It struck me the other day that there's a few parallels between the Christmas Carol Service experience, and that offered by English Heritage and the National Trust. In some of the historic premises round the UK, as you walk into a room you'll find someone dressed in period costume, speaking period language, in a room set out as it would have been in Georgian/Victorian/Tudor/etc. times. The idea is for a more 'immersive' experience of the history of the place. And no matter how good or authentic the experience, it would be an odd NT or EH member who would go back every month, never mind every week, for the same experience.

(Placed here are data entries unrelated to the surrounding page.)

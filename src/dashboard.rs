//! Read-only terminal dashboard over a finished [`Session`].

use std::io;
use std::time::{Duration, Instant};

use crossterm::event::{
    self, DisableMouseCapture, EnableMouseCapture, Event, KeyCode, KeyEvent, KeyEventKind,
};
use crossterm::execute;
use crossterm::terminal::{
    EnterAlternateScreen, LeaveAlternateScreen, disable_raw_mode, enable_raw_mode,
};
use ratatui::layout::{Constraint, Direction, Layout};
use ratatui::prelude::*;
use ratatui::style::{Color, Modifier, Style};
use ratatui::widgets::{Block, Borders, Clear, Paragraph};

use crate::backtest::BacktestResult;
use crate::report;
use crate::session::Session;

const DETAIL_ROWS: usize = 40;

#[derive(Debug, Clone, Copy, PartialEq, Eq)]
pub enum Screen {
    Summary,
    Detail,
    Picks,
}

pub struct Dashboard<'a> {
    pub session: Session<'a>,
    pub screen: Screen,
    pub selected: usize,
    pub approved_only: bool,
    pub help_overlay: bool,
    pub should_quit: bool,
}

impl<'a> Dashboard<'a> {
    pub fn new(session: Session<'a>) -> Self {
        Self {
            session,
            screen: Screen::Summary,
            selected: 0,
            approved_only: false,
            help_overlay: false,
            should_quit: false,
        }
    }

    /// Results shown in the summary list under the current filter.
    pub fn visible(&self) -> Vec<&BacktestResult> {
        self.session
            .report
            .results
            .iter()
            .filter(|r| !self.approved_only || r.approved)
            .collect()
    }

    pub fn selected_result(&self) -> Option<&BacktestResult> {
        self.visible().get(self.selected).copied()
    }

    pub fn on_key(&mut self, key: KeyEvent) {
        match key.code {
            KeyCode::Char('q') => self.should_quit = true,
            KeyCode::Char('1') | KeyCode::Char('b') | KeyCode::Esc => {
                self.screen = Screen::Summary
            }
            KeyCode::Char('2') | KeyCode::Char('d') | KeyCode::Enter => {
                self.screen = Screen::Detail
            }
            KeyCode::Char('3') | KeyCode::Char('p') => self.screen = Screen::Picks,
            KeyCode::Char('j') | KeyCode::Down => self.select_next(),
            KeyCode::Char('k') | KeyCode::Up => self.select_prev(),
            KeyCode::Char('a') | KeyCode::Char('A') => {
                self.approved_only = !self.approved_only;
                self.selected = 0;
                let label = if self.approved_only { "approved only" } else { "all strategies" };
                self.session.log.push(format!("[INFO] Showing {label}"));
            }
            KeyCode::Char('?') => self.help_overlay = !self.help_overlay,
            _ => {}
        }
    }

    fn select_next(&mut self) {
        let total = self.visible().len();
        if total > 0 {
            self.selected = (self.selected + 1).min(total - 1);
        }
    }

    fn select_prev(&mut self) {
        self.selected = self.selected.saturating_sub(1);
    }
}

/// Takes over the terminal until the user quits.
pub fn run(session: Session<'_>) -> io::Result<()> {
    enable_raw_mode()?;
    let mut stdout = io::stdout();
    execute!(stdout, EnterAlternateScreen, EnableMouseCapture)?;
    let backend = ratatui::backend::CrosstermBackend::new(stdout);
    let mut terminal = ratatui::Terminal::new(backend)?;

    let mut app = Dashboard::new(session);
    let res = run_app(&mut terminal, &mut app);

    disable_raw_mode()?;
    execute!(
        terminal.backend_mut(),
        LeaveAlternateScreen,
        DisableMouseCapture
    )?;
    terminal.show_cursor()?;
    res
}

fn run_app<B: Backend>(terminal: &mut Terminal<B>, app: &mut Dashboard<'_>) -> io::Result<()> {
    let tick_rate = Duration::from_millis(250);
    let mut last_tick = Instant::now();

    loop {
        terminal.draw(|f| ui(f, app))?;

        let timeout = tick_rate
            .checked_sub(last_tick.elapsed())
            .unwrap_or(Duration::ZERO);
        if event::poll(timeout)? {
            if let Event::Key(key) = event::read()? {
                if key.kind == KeyEventKind::Press {
                    app.on_key(key);
                }
            }
        }

        if last_tick.elapsed() >= tick_rate {
            last_tick = Instant::now();
        }

        if app.should_quit {
            return Ok(());
        }
    }
}

fn ui(frame: &mut Frame, app: &Dashboard<'_>) {
    let chunks = Layout::default()
        .direction(Direction::Vertical)
        .constraints([
            Constraint::Length(3),
            Constraint::Min(1),
            Constraint::Length(5),
            Constraint::Length(1),
        ])
        .split(frame.size());

    let header = Paragraph::new(header_text(app))
        .block(Block::default().borders(Borders::BOTTOM));
    frame.render_widget(header, chunks[0]);

    match app.screen {
        Screen::Summary => render_summary(frame, chunks[1], app),
        Screen::Detail => render_detail(frame, chunks[1], app),
        Screen::Picks => render_picks(frame, chunks[1], app),
    }

    let console = Paragraph::new(console_text(app))
        .block(Block::default().title("Console").borders(Borders::ALL));
    frame.render_widget(console, chunks[2]);

    let footer = Paragraph::new(footer_text(app)).style(Style::default().fg(Color::DarkGray));
    frame.render_widget(footer, chunks[3]);

    if app.help_overlay {
        render_help_overlay(frame, frame.size());
    }
}

fn header_text(app: &Dashboard<'_>) -> String {
    let report = &app.session.report;
    let picks = app
        .session
        .picks
        .as_ref()
        .map(|p| p.picks.len().to_string())
        .unwrap_or_else(|| "-".to_string());
    format!(
        "ODDSLAB | history {} rows | strategies {} | approved {} | picks {}",
        report.history_rows,
        report.results.len(),
        report.approved_count(),
        picks
    )
}

fn footer_text(app: &Dashboard<'_>) -> String {
    let screen = match app.screen {
        Screen::Summary => "Summary",
        Screen::Detail => "Detail",
        Screen::Picks => "Picks",
    };
    let filter = if app.approved_only { "approved" } else { "all" };
    format!("{screen} | filter: {filter} | 1/2/3 screens  j/k move  a filter  ? help  q quit")
}

fn render_summary(frame: &mut Frame, area: Rect, app: &Dashboard<'_>) {
    let rows = app.visible();
    let block = Block::default().title("Strategies").borders(Borders::ALL);
    if rows.is_empty() {
        frame.render_widget(Paragraph::new("No strategies to show").block(block), area);
        return;
    }

    let visible = area.height.saturating_sub(3) as usize;
    let (start, end) = visible_range(app.selected, rows.len(), visible.max(1));
    let mut lines = vec![Line::from(Span::styled(
        format!(
            "{:<16} {:<12} {:>6} {:>7} {:>9} {:>7} {:>9} {:>4}",
            "Page", "Strategy", "Games", "Hit8", "Profit8", "Hit40", "Profit40", "OK"
        ),
        Style::default().add_modifier(Modifier::BOLD),
    ))];
    for (idx, r) in rows.iter().enumerate().take(end).skip(start) {
        let text = format!(
            "{:<16} {:<12} {:>6} {:>7} {:>9} {:>7} {:>9} {:>4}",
            report::truncate(&r.page, 16),
            report::truncate(&r.strategy, 12),
            r.overall.games,
            report::pct(r.short.hit_rate),
            report::signed(r.short.profit),
            report::pct(r.long.hit_rate),
            report::signed(r.long.profit),
            if r.approved { "yes" } else { "-" }
        );
        let mut style = if r.approved {
            Style::default().fg(Color::Green)
        } else {
            Style::default()
        };
        if idx == app.selected {
            style = style.add_modifier(Modifier::REVERSED);
        }
        lines.push(Line::from(Span::styled(text, style)));
    }
    frame.render_widget(Paragraph::new(lines).block(block), area);
}

fn render_detail(frame: &mut Frame, area: Rect, app: &Dashboard<'_>) {
    let block = Block::default().title("Detail").borders(Borders::ALL);
    let text = match app.selected_result() {
        Some(result) => {
            let mut text = String::new();
            if let Some(rule) = app.session.bank.get(&result.page, &result.strategy) {
                text.push_str(&rule.describe());
                text.push('\n');
            }
            text.push_str(&report::detail_table(result, DETAIL_ROWS));
            text
        }
        None => "Select a strategy on the summary screen".to_string(),
    };
    frame.render_widget(Paragraph::new(text).block(block), area);
}

fn render_picks(frame: &mut Frame, area: Rect, app: &Dashboard<'_>) {
    let block = Block::default().title("Daily picks").borders(Borders::ALL);
    let text = match app.session.picks.as_ref() {
        Some(picks) => report::picks_table(picks),
        None => "No fixtures loaded".to_string(),
    };
    frame.render_widget(Paragraph::new(text).block(block), area);
}

fn visible_range(selected: usize, total: usize, visible: usize) -> (usize, usize) {
    if total == 0 {
        return (0, 0);
    }
    if total <= visible {
        return (0, total);
    }

    let mut start = selected.saturating_sub(visible / 2);
    if start + visible > total {
        start = total - visible;
    }
    (start, start + visible)
}

fn console_text(app: &Dashboard<'_>) -> String {
    let logs = &app.session.log;
    if logs.is_empty() {
        return "No messages".to_string();
    }
    logs[logs.len().saturating_sub(3)..].join("\n")
}

fn render_help_overlay(frame: &mut Frame, area: Rect) {
    let popup_area = centered_rect(60, 60, area);
    frame.render_widget(Clear, popup_area);

    let text = [
        "Oddslab - Help",
        "",
        "Screens:",
        "  1 / b / Esc  Summary",
        "  2 / Enter    Detail of selected strategy",
        "  3 / p        Daily picks",
        "",
        "Summary:",
        "  j/k or ↑/↓   Move",
        "  a            Toggle approved only",
        "",
        "  ?            Toggle help",
        "  q            Quit",
    ]
    .join("\n");

    let help = Paragraph::new(text)
        .block(Block::default().title("Help").borders(Borders::ALL))
        .style(Style::default());
    frame.render_widget(help, popup_area);
}

fn centered_rect(percent_x: u16, percent_y: u16, area: Rect) -> Rect {
    let vertical = Layout::default()
        .direction(Direction::Vertical)
        .constraints([
            Constraint::Percentage((100 - percent_y) / 2),
            Constraint::Percentage(percent_y),
            Constraint::Percentage((100 - percent_y) / 2),
        ])
        .split(area);

    let horizontal = Layout::default()
        .direction(Direction::Horizontal)
        .constraints([
            Constraint::Percentage((100 - percent_x) / 2),
            Constraint::Percentage(percent_x),
            Constraint::Percentage((100 - percent_x) / 2),
        ])
        .split(vertical[1]);

    horizontal[1]
}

So it's probably unrealistic of church folk to expect that the people who come for their 'immersive' Christmas experience - period building, period costume, period carols, ancient readings - to come back any more than annually. The Christmas experience itself is so 'one off' that churches couldn't duplicate it the rest of the year, even if we wanted to.
Maybe more appropriate would be a guide book to explain all the period fittings and what they mean. In our case, a glossary for the language used in the carols would probably be pretty handy: begotten, seraph, abhors, 'God of God, light of light', strain, Messiah, Christ, etc.
On simliar lines, David Cooke asks 'who do we do our carol services for?'
Anyway, the final straight beckons: 2 Nativity services (we do it in 2 shifts because the church can't hold the 200-300 people who come along), 11pm communion, and then The Day itself. God with us. Have a wonderful Christmas, and may you be immersed in the grace and goodness of Jesus.